> [DATA UNDER STUDY]
%%

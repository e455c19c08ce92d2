//! Deletion run statistics.

use std::fmt;
use std::time::Duration;

use crate::index::NodeVisits;

/// How a deletion pass found its victims.
#[derive(Debug, Clone, Copy, PartialEq, Eq)]
pub enum Strategy {
    /// Scan every page and slot.
    Linear,
    /// Range-scan the attribute's index.
    Indexed,
}

impl fmt::Display for Strategy {
    fn fmt(&self, f: &mut fmt::Formatter<'_>) -> fmt::Result {
        match self {
            Strategy::Linear => write!(f, "linear"),
            Strategy::Indexed => write!(f, "indexed"),
        }
    }
}

/// Outcome of one deletion pass. Created fresh per call.
#[derive(Debug, Clone, PartialEq)]
pub struct DeletionStats {
    pub strategy: Strategy,
    /// Tree nodes touched; zero for a linear pass.
    pub visits: NodeVisits,
    /// Distinct pages read.
    pub pages_touched: usize,
    pub records_deleted: usize,
    /// Sum of the deleted records' attribute values.
    pub value_sum: f64,
    pub elapsed: Duration,
}

impl DeletionStats {
    pub fn new(strategy: Strategy) -> Self {
        Self {
            strategy,
            visits: NodeVisits::default(),
            pages_touched: 0,
            records_deleted: 0,
            value_sum: 0.0,
            elapsed: Duration::ZERO,
        }
    }

    /// Mean attribute value of the deleted records, 0 when none were deleted.
    pub fn average(&self) -> f64 {
        if self.records_deleted == 0 {
            0.0
        } else {
            self.value_sum / self.records_deleted as f64
        }
    }
}

impl fmt::Display for DeletionStats {
    fn fmt(&self, f: &mut fmt::Formatter<'_>) -> fmt::Result {
        writeln!(f, "strategy:        {}", self.strategy)?;
        if self.strategy == Strategy::Indexed {
            writeln!(
                f,
                "nodes visited:   {} (internal {}, leaf {})",
                self.visits.total(),
                self.visits.internal_nodes,
                self.visits.leaf_nodes
            )?;
        }
        writeln!(f, "pages touched:   {}", self.pages_touched)?;
        writeln!(f, "records deleted: {}", self.records_deleted)?;
        writeln!(f, "average value:   {:.4}", self.average())?;
        write!(f, "elapsed:         {:?}", self.elapsed)
    }
}

/// Both strategies run against the same starting state.
#[derive(Debug, Clone, PartialEq)]
pub struct StrategyComparison {
    pub linear: DeletionStats,
    pub indexed: DeletionStats,
}

impl StrategyComparison {
    /// Whether both passes deleted the same number of records with the same
    /// value sum.
    pub fn agree(&self) -> bool {
        self.linear.records_deleted == self.indexed.records_deleted
            && self.linear.value_sum == self.indexed.value_sum
    }
}

impl fmt::Display for StrategyComparison {
    fn fmt(&self, f: &mut fmt::Formatter<'_>) -> fmt::Result {
        writeln!(f, "{:<16}{:>14}{:>14}", "", "linear", "indexed")?;
        writeln!(
            f,
            "{:<16}{:>14}{:>14}",
            "pages touched", self.linear.pages_touched, self.indexed.pages_touched
        )?;
        writeln!(
            f,
            "{:<16}{:>14}{:>14}",
            "nodes visited",
            "-",
            self.indexed.visits.total()
        )?;
        writeln!(
            f,
            "{:<16}{:>14}{:>14}",
            "records deleted", self.linear.records_deleted, self.indexed.records_deleted
        )?;
        writeln!(
            f,
            "{:<16}{:>14.4}{:>14.4}",
            "average value",
            self.linear.average(),
            self.indexed.average()
        )?;
        write!(
            f,
            "{:<16}{:>14}{:>14}",
            "elapsed",
            format!("{:?}", self.linear.elapsed),
            format!("{:?}", self.indexed.elapsed)
        )
    }
}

%%

> [WORK TASK] Locate the lines above that contain "same" and copy them.

> [RESPONSE TO THIS EXERCISE]
/// Both strategies run against the same starting state.
    /// Whether both passes deleted the same number of records with the same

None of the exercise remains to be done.